GOAL OF THE EXERCISE: Among the entries below, determine how many lines contain the word "another" and state only that figure.

(Stored data)
————

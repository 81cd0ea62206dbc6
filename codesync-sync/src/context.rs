//! Run-scoped state threaded through every stage of a sync.

use std::collections::BTreeMap;
use std::path::{Path, PathBuf};

use serde::{Deserialize, Serialize};

use codesync_core::{config, ComponentId, ProjectId, SyncConfig};

use crate::error::SyncError;
use crate::paths;
use crate::writer::StagedWrites;

/// What the final import pass needs to know about one component.
#[derive(Debug, Clone, Copy, PartialEq, Eq, Default, Serialize, Deserialize)]
#[serde(rename_all = "camelCase")]
pub struct ComponentUpdateSummary {
    pub skeleton_module_modified: bool,
}

pub type UpdateSummary = BTreeMap<ComponentId, ComponentUpdateSummary>;

/// A deferred merge of a hand-edited skeleton with its regenerated version.
///
/// Produced while projects are synced, consumed once after the config is
/// final.
#[derive(Debug, Clone, PartialEq, Eq, Serialize, Deserialize)]
#[serde(rename_all = "camelCase")]
pub struct PendingMerge {
    pub project_id: ProjectId,
    pub component_id: ComponentId,
    pub component_name: String,
    /// Skeleton location relative to `srcDir`.
    pub skeleton_module_path: String,
    pub edited_skeleton: String,
    pub new_skeleton: String,
    pub node_ids: BTreeMap<String, String>,
}

#[derive(Debug)]
pub struct SyncContext {
    pub config_path: PathBuf,
    /// `<config dir>/<srcDir>`; every config path is relative to it.
    pub src_root: PathBuf,
    pub config: SyncConfig,
    pub writes: StagedWrites,
    pub summary: UpdateSummary,
    pub pending_merges: Vec<PendingMerge>,
}

impl SyncContext {
    pub fn new(config_path: &Path, config: SyncConfig) -> Self {
        Self {
            config_path: config_path.to_path_buf(),
            src_root: config::src_root(config_path, &config),
            config,
            writes: StagedWrites::new(),
            summary: UpdateSummary::new(),
            pending_merges: Vec::new(),
        }
    }

    pub fn base_dir(&self) -> PathBuf {
        config::base_dir(&self.config_path)
    }

    /// Absolute location of a config-relative path.
    pub fn abs_path(&self, relative: &str) -> PathBuf {
        paths::resolve(&self.src_root, relative)
    }

    /// `<defaultPlasmicDir>/<project-dir>/<file_name>`
    pub fn managed_path(&self, project_name: &str, file_name: &str) -> String {
        paths::join(&[
            &self.config.default_managed_dir,
            &paths::project_dir_name(project_name),
            file_name,
        ])
    }

    pub fn record(&mut self, component: &ComponentId, skeleton_module_modified: bool) {
        self.summary.insert(
            component.clone(),
            ComponentUpdateSummary {
                skeleton_module_modified,
            },
        );
    }

    /// Stage the current config into the write batch.
    pub fn persist_config(&mut self) -> Result<(), SyncError> {
        let json = config::to_json_string(&self.config)?;
        let path = self.config_path.clone();
        self.writes.stage(path, &json);
        Ok(())
    }
}
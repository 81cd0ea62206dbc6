//! Per-component write policy.
//!
//! | stored config | scheme   | on-disk skeleton | skeleton action              |
//! |---------------|----------|------------------|------------------------------|
//! | none          | any      | any              | write                        |
//! | present       | direct   | missing          | fail with `MissingFile`      |
//! | present       | direct   | present          | queue a [`PendingMerge`]     |
//! | present       | blackbox | missing          | regenerate                   |
//! | present       | blackbox | no marker        | keep                         |
//! | present       | blackbox | marker           | overwrite only when forced   |
//!
//! Render modules and stylesheets are rewritten in every case.

use codesync_core::{ComponentConfig, ImportSpec, ProjectId, Scheme};

use crate::bundle::ComponentBundle;
use crate::context::{PendingMerge, SyncContext};
use crate::error::SyncError;
use crate::merge::has_managed_marker;
use crate::pipeline::SyncOptions;

/// What happened to a component's skeleton.
#[derive(Debug, Clone, Copy, PartialEq, Eq)]
pub enum ComponentState {
    Created,
    MergeQueued,
    Kept,
    Regenerated,
    /// Marker found on a blackbox skeleton and no `--force-overwrite`.
    Protected,
    /// Marker found on a blackbox skeleton, replaced anyway.
    Overwritten,
}

pub(crate) fn reconcile_component(
    ctx: &mut SyncContext,
    project_id: &ProjectId,
    bundle: &ComponentBundle,
    opts: &SyncOptions,
) -> Result<ComponentState, SyncError> {
    let default_scheme = ctx.config.code.scheme;
    let stored = ctx
        .config
        .project(project_id)
        .and_then(|p| p.component(&bundle.id))
        .cloned();

    let Some(stored) = stored else {
        create_component(ctx, project_id, bundle, opts)?;
        return Ok(ComponentState::Created);
    };

    if stored.name != bundle.component_name {
        tracing::info!(
            "component {} renamed: {} -> {}",
            stored.id,
            stored.name,
            bundle.component_name
        );
        if let Some(c) = ctx
            .config
            .project_mut(project_id)
            .and_then(|p| p.component_mut(&bundle.id))
        {
            c.name = bundle.component_name.clone();
        }
    }

    let render_path = ctx.abs_path(&stored.render_module_file_path);
    let css_path = ctx.abs_path(&stored.css_file_path);
    ctx.writes.stage(render_path, &bundle.render_module);
    ctx.writes.stage(css_path, &bundle.css_rules);

    let skeleton_rel = stored.import_spec.module_path.clone();
    let skeleton_path = ctx.abs_path(&skeleton_rel);
    let on_disk = ctx.writes.read(&skeleton_path)?;

    let state = match (stored.effective_scheme(default_scheme), on_disk) {
        (Scheme::Direct, None) => {
            tracing::error!(
                "{}: edited skeleton {} is missing; restore it, or remove the component from codesync.json to regenerate it",
                bundle.component_name,
                skeleton_path.display()
            );
            return Err(SyncError::MissingFile {
                component: bundle.component_name.clone(),
                path: skeleton_path,
            });
        }
        (Scheme::Direct, Some(edited)) => {
            ctx.pending_merges.push(PendingMerge {
                project_id: project_id.clone(),
                component_id: bundle.id.clone(),
                component_name: bundle.component_name.clone(),
                skeleton_module_path: skeleton_rel,
                edited_skeleton: edited,
                new_skeleton: bundle.skeleton_module.clone(),
                node_ids: bundle.name_in_id_to_uuid.clone(),
            });
            ctx.record(&bundle.id, true);
            ComponentState::MergeQueued
        }
        (Scheme::Blackbox, None) => {
            tracing::warn!(
                "{}: skeleton {} is missing; regenerating it",
                bundle.component_name,
                skeleton_path.display()
            );
            ctx.writes.stage(skeleton_path, &bundle.skeleton_module);
            ctx.record(&bundle.id, true);
            ComponentState::Regenerated
        }
        (Scheme::Blackbox, Some(current)) if has_managed_marker(&current) => {
            if opts.force_overwrite {
                tracing::warn!(
                    "{}: {} contains managed-edit markers but is declared blackbox; overwriting because of --force-overwrite",
                    bundle.component_name,
                    skeleton_path.display()
                );
                ctx.writes.stage(skeleton_path, &bundle.skeleton_module);
                ctx.record(&bundle.id, true);
                ComponentState::Overwritten
            } else {
                tracing::warn!(
                    "{}: {} contains managed-edit markers but is declared blackbox; leaving it untouched (set its scheme to \"direct\" or pass --force-overwrite)",
                    bundle.component_name,
                    skeleton_path.display()
                );
                ctx.record(&bundle.id, false);
                ComponentState::Protected
            }
        }
        (Scheme::Blackbox, Some(_)) => {
            ctx.record(&bundle.id, false);
            ComponentState::Kept
        }
    };
    Ok(state)
}

fn create_component(
    ctx: &mut SyncContext,
    project_id: &ProjectId,
    bundle: &ComponentBundle,
    opts: &SyncOptions,
) -> Result<(), SyncError> {
    let project_name = ctx
        .config
        .project(project_id)
        .map(|p| p.project_name.clone())
        .unwrap_or_else(|| project_id.0.clone());

    let skeleton_rel = unclaimed_skeleton_path(ctx, &bundle.skeleton_module_file_name);
    if skeleton_rel != bundle.skeleton_module_file_name {
        tracing::warn!(
            "{}: {} belongs to another component; using {} instead",
            bundle.component_name,
            bundle.skeleton_module_file_name,
            skeleton_rel
        );
    }
    let render_rel = ctx.managed_path(&project_name, &bundle.render_module_file_name);
    let css_rel = ctx.managed_path(&project_name, &bundle.css_file_name);

    let skeleton_path = ctx.abs_path(&skeleton_rel);
    if ctx.writes.read(&skeleton_path)?.is_some() {
        tracing::warn!(
            "{}: {} already exists but the component is new; overwriting it",
            bundle.component_name,
            skeleton_path.display()
        );
    }
    let render_path = ctx.abs_path(&render_rel);
    let css_path = ctx.abs_path(&css_rel);
    ctx.writes.stage(skeleton_path, &bundle.skeleton_module);
    ctx.writes.stage(render_path, &bundle.render_module);
    ctx.writes.stage(css_path, &bundle.css_rules);

    let component = ComponentConfig {
        id: bundle.id.clone(),
        name: bundle.component_name.clone(),
        project_id: project_id.clone(),
        scheme: opts.new_component_scheme,
        import_spec: ImportSpec {
            module_path: skeleton_rel,
        },
        render_module_file_path: render_rel,
        css_file_path: css_rel,
    };
    tracing::info!("new component {} ({})", component.name, component.id);
    if let Some(project) = ctx.config.project_mut(project_id) {
        project.components.push(component);
    }
    ctx.record(&bundle.id, true);
    Ok(())
}

/// `Button.tsx`, else the first free `Button_<n>.tsx`.
///
/// A path is taken once any stored component imports from it or another
/// component staged it earlier in this run.
fn unclaimed_skeleton_path(ctx: &SyncContext, wanted: &str) -> String {
    let taken = |candidate: &str| {
        ctx.writes.is_staged(&ctx.abs_path(candidate))
            || ctx
                .config
                .projects
                .iter()
                .flat_map(|p| &p.components)
                .any(|c| c.import_spec.module_path == candidate)
    };
    if !taken(wanted) {
        return wanted.to_string();
    }
    let (stem, extension) = split_extension(wanted);
    let mut n = 1;
    loop {
        let candidate = format!("{stem}_{n}{extension}");
        if !taken(&candidate) {
            return candidate;
        }
        n += 1;
    }
}

fn split_extension(path: &str) -> (&str, &str) {
    let name_start = path.rfind('/').map_or(0, |i| i + 1);
    match path[name_start..].rfind('.') {
        Some(dot) if dot > 0 => path.split_at(name_start + dot),
        _ => (path, ""),
    }
}

#[cfg(test)]
mod tests {
    use super::*;
    use codesync_core::{ComponentId, ProjectConfig, SyncConfig};
    use std::collections::BTreeMap;
    use std::fs;
    use tempfile::TempDir;

    const MARKED: &str = "// codesync-managed-start: root\n<div/>\n// codesync-managed-end: root\n";

    fn bundle() -> ComponentBundle {
        ComponentBundle {
            id: ComponentId::from("c1"),
            component_name: "Button".into(),
            skeleton_module_file_name: "Button.tsx".into(),
            skeleton_module: "export default Button;\n".into(),
            render_module_file_name: "PlasmicButton.tsx".into(),
            render_module: "render v2\n".into(),
            css_file_name: "PlasmicButton.css".into(),
            css_rules: ".b{}\n".into(),
            name_in_id_to_uuid: BTreeMap::new(),
        }
    }

    fn ctx(dir: &TempDir, scheme: Option<Scheme>) -> SyncContext {
        let mut config = SyncConfig {
            src_dir: ".".into(),
            ..SyncConfig::default()
        };
        let mut project = ProjectConfig::new(ProjectId::from("p1"), "Site");
        if let Some(scheme) = scheme {
            project.components.push(ComponentConfig {
                id: ComponentId::from("c1"),
                name: "Button".into(),
                project_id: ProjectId::from("p1"),
                scheme: Some(scheme),
                import_spec: ImportSpec {
                    module_path: "Button.tsx".into(),
                },
                render_module_file_path: "codesync/site/PlasmicButton.tsx".into(),
                css_file_path: "codesync/site/PlasmicButton.css".into(),
            });
        }
        config.projects.push(project);
        SyncContext::new(&dir.path().join("codesync.json"), config)
    }

    fn run(ctx: &mut SyncContext, force: bool) -> Result<ComponentState, SyncError> {
        let opts = SyncOptions {
            force_overwrite: force,
            ..Default::default()
        };
        reconcile_component(ctx, &ProjectId::from("p1"), &bundle(), &opts)
    }

    #[test]
    fn new_component_is_registered_and_written() {
        let dir = TempDir::new().unwrap();
        let mut ctx = ctx(&dir, None);
        assert_eq!(run(&mut ctx, false).unwrap(), ComponentState::Created);

        let c = ctx.config.find_component(&ComponentId::from("c1")).unwrap();
        assert_eq!(c.render_module_file_path, "codesync/site/PlasmicButton.tsx");
        assert_eq!(c.scheme, None);
        assert_eq!(ctx.writes.len(), 3);
        assert!(ctx.summary[&ComponentId::from("c1")].skeleton_module_modified);
    }

    #[test]
    fn direct_component_queues_merge_without_touching_skeleton() {
        let dir = TempDir::new().unwrap();
        fs::write(dir.path().join("Button.tsx"), "edited\n").unwrap();
        let mut ctx = ctx(&dir, Some(Scheme::Direct));
        assert_eq!(run(&mut ctx, false).unwrap(), ComponentState::MergeQueued);

        assert!(!ctx.writes.is_staged(&dir.path().join("Button.tsx")));
        assert_eq!(ctx.pending_merges.len(), 1);
        assert_eq!(ctx.pending_merges[0].edited_skeleton, "edited\n");
    }

    #[test]
    fn direct_component_without_skeleton_is_missing_file() {
        let dir = TempDir::new().unwrap();
        let mut ctx = ctx(&dir, Some(Scheme::Direct));
        let err = run(&mut ctx, false).unwrap_err();
        assert!(matches!(err, SyncError::MissingFile { .. }));
    }

    #[test]
    fn blackbox_skeleton_is_kept_but_render_rewritten() {
        let dir = TempDir::new().unwrap();
        fs::write(dir.path().join("Button.tsx"), "mine\n").unwrap();
        let mut ctx = ctx(&dir, Some(Scheme::Blackbox));
        assert_eq!(run(&mut ctx, false).unwrap(), ComponentState::Kept);

        assert!(!ctx.writes.is_staged(&dir.path().join("Button.tsx")));
        assert!(ctx
            .writes
            .is_staged(&dir.path().join("codesync/site/PlasmicButton.tsx")));
    }

    #[test]
    fn marker_on_blackbox_needs_force() {
        let dir = TempDir::new().unwrap();
        fs::write(dir.path().join("Button.tsx"), MARKED).unwrap();

        let mut protected = ctx(&dir, Some(Scheme::Blackbox));
        assert_eq!(run(&mut protected, false).unwrap(), ComponentState::Protected);
        assert!(!protected.writes.is_staged(&dir.path().join("Button.tsx")));

        let mut forced = ctx(&dir, Some(Scheme::Blackbox));
        assert_eq!(run(&mut forced, true).unwrap(), ComponentState::Overwritten);
        assert!(forced.writes.is_staged(&dir.path().join("Button.tsx")));
    }

    #[test]
    fn new_component_never_reuses_a_claimed_skeleton() {
        let dir = TempDir::new().unwrap();
        let mut ctx = ctx(&dir, Some(Scheme::Blackbox));
        let opts = SyncOptions::default();

        let mut second = bundle();
        second.id = ComponentId::from("c2");
        let mut third = bundle();
        third.id = ComponentId::from("c3");
        for b in [&second, &third] {
            reconcile_component(&mut ctx, &ProjectId::from("p1"), b, &opts).unwrap();
        }

        let path_of = |id: &str| {
            ctx.config
                .find_component(&ComponentId::from(id))
                .unwrap()
                .import_spec
                .module_path
                .clone()
        };
        assert_eq!(path_of("c1"), "Button.tsx");
        assert_eq!(path_of("c2"), "Button_1.tsx");
        assert_eq!(path_of("c3"), "Button_2.tsx");
        assert!(!ctx.writes.is_staged(&dir.path().join("Button.tsx")));
    }

    #[test]
    fn extension_split_ignores_dots_in_directories() {
        assert_eq!(split_extension("Button.tsx"), ("Button", ".tsx"));
        assert_eq!(split_extension("ui.v2/Button"), ("ui.v2/Button", ""));
        assert_eq!(split_extension("src/.hidden"), ("src/.hidden", ""));
    }

    #[test]
    fn rename_keeps_identity() {
        let dir = TempDir::new().unwrap();
        fs::write(dir.path().join("Button.tsx"), "mine\n").unwrap();
        let mut ctx = ctx(&dir, Some(Scheme::Blackbox));
        let mut renamed = bundle();
        renamed.component_name = "PrimaryButton".into();
        reconcile_component(&mut ctx, &ProjectId::from("p1"), &renamed, &SyncOptions::default())
            .unwrap();

        let c = ctx.config.find_component(&ComponentId::from("c1")).unwrap();
        assert_eq!(c.name, "PrimaryButton");
        assert_eq!(c.import_spec.module_path, "Button.tsx");
    }
}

————

WORKED SOLUTION: 2